Examining the National Security Strategy in the Middle East

The Biden administration recently released its National Security Strategy (NSS). Experts say that studying the strategy and considering U.S. relations with Saudi Arabia may leave some to expect a confident reimagining of American foreign policy in the Middle East. 

But experts have said there is a continued unwillingness to reimagine regional relationships dominated by security and energy concerns. 

While this NSS is brand new, much of the logic is not: countering the autocracy of our rivals requires tolerating it in our Middle Eastern partners. 

But experts point to recent actions by Saudi Arabia, saying that they make it clear that these partners will work with any country that advances their interests and continued grip on power, even if it means hurtling the United States towards a global recession and enabling Russian war crimes in Ukraine. 

The NSS reiterates what the Biden administration has said for more than a year: the “competition between autocracies and democracies” is, in fact, an exercise in countering China and Russia through strengthened alliances with democracies. 

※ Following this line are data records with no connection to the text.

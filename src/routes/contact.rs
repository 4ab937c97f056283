use std::fmt::Formatter;

use actix_web::http::StatusCode;
use actix_web::{web, HttpResponse, ResponseError};
use tracing;

use crate::domain::contact_submission::ContactSubmission;
use crate::mail::send_email::EmailClient;
use crate::utils::error_helpers::error_chain_fmt;

#[derive(thiserror::Error)]
pub enum ContactError {
    #[error("{0}")]
    ValidationError(String),

    // The caller only ever sees the generic message; the source is kept
    // for the operator-facing error chain in the logs.
    #[error("Error sending email")]
    DispatchError(#[source] reqwest::Error),
}

impl std::fmt::Debug for ContactError {
    fn fmt(&self, f: &mut Formatter<'_>) -> std::fmt::Result {
        error_chain_fmt(self, f)
    }
}

impl ResponseError for ContactError {
    fn status_code(&self) -> StatusCode {
        match self {
            ContactError::ValidationError(_) => StatusCode::BAD_REQUEST,
            ContactError::DispatchError(_) => StatusCode::INTERNAL_SERVER_ERROR,
        }
    }

    fn error_response(&self) -> HttpResponse {
        HttpResponse::build(self.status_code()).json(serde_json::json!({
            "error": self.to_string(),
        }))
    }
}

#[derive(serde::Deserialize)]
pub struct ContactForm {
    // Absent fields collapse to the empty string so that "missing" and
    // "empty" are rejected through the same path.
    #[serde(default)]
    name: String,
    #[serde(default)]
    email: String,
    #[serde(default)]
    message: String,
}

impl TryFrom<ContactForm> for ContactSubmission {
    type Error = String;

    fn try_from(form: ContactForm) -> Result<Self, Self::Error> {
        ContactSubmission::parse(form.name, form.email, form.message)
    }
}

#[tracing::instrument(
name = "Relaying a contact submission",
skip(form, email_client),
fields(
contact_name = % form.name,
contact_email = % form.email,
)
)]
pub async fn submit_contact(
    form: web::Json<ContactForm>,
    email_client: web::Data<EmailClient>,
) -> Result<HttpResponse, ContactError> {
    // fail fast: no dispatch is attempted for an incomplete submission.
    let submission: ContactSubmission = form
        .into_inner()
        .try_into()
        .map_err(ContactError::ValidationError)?;

    dispatch_submission(&email_client, &submission)
        .await
        .map_err(|e| {
            tracing::error!("Failed to relay contact submission: {:?}", e);
            ContactError::DispatchError(e)
        })?;

    Ok(HttpResponse::Ok().json(serde_json::json!({
        "message": "Message sent successfully",
    })))
}

#[tracing::instrument(
    name = "Dispatching a submission as an outbound email",
    skip(email_client, submission)
)]
pub async fn dispatch_submission(
    email_client: &EmailClient,
    submission: &ContactSubmission,
) -> Result<(), reqwest::Error> {
    let subject = format!("Portfolio Contact from {}", submission.name);

    email_client
        .send_email(&submission.email, &subject, &submission.message)
        .await
}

But China and Russia are not the only governments exporting autocracy or driving more than 15 years of global democratic decline. Countering their destabilizing influence is necessary but not sufficient for advancing and protecting democracy, both globally and in the Middle East.

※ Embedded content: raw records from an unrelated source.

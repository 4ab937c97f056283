//! src/domain/contact_submission.rs

/// A validated contact-form submission.
///
/// Presence is the only rule: every field must be non-empty. The email
/// address is passed through verbatim as the reply channel of the outbound
/// mail and is deliberately not checked for syntax.
#[derive(Debug)]
pub struct ContactSubmission {
    pub name: String,
    pub email: String,
    pub message: String,
}

impl ContactSubmission {
    pub fn parse(name: String, email: String, message: String) -> Result<ContactSubmission, String> {
        if name.is_empty() || email.is_empty() || message.is_empty() {
            return Err("All fields are required.".to_string());
        }

        Ok(Self {
            name,
            email,
            message,
        })
    }
}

Experts are calling for democracies to partner with instead of autocracies. Evidence shows that democracies are more reliable, peaceful, and prosperous partners than autocracies.

Experts say it is time for the Biden administration to treat democracy and human rights in the Middle East as vital national security interests essential for the region’s stability and security, not threats to them. 

The Biden administration should attach more stringent human rights and anti-corruption conditions to security assistance and arms sales, which are often the strongest forms of leverage with authoritarian regimes, experts said. With this assistance oftentimes fueling rather than resolving conflict and enabling human rights abuses, conditionality is key. 

Political realists have argued that these tactics don’t change behavior, but there is little evidence that giving weapons with no strings attached results in more consistent or measurable security benefits or advances American interests. 

As the Biden administration formulates strategies to counter China’s and Russia’s authoritarian influence and rewriting of global norms, it should not exempt its Middle Eastern partners from the same kind of action and attitude, experts said.

If the United States wants democracy to prevail over autocracy, it must seize on inflection points where democratic change is possible and compel partner nations to change.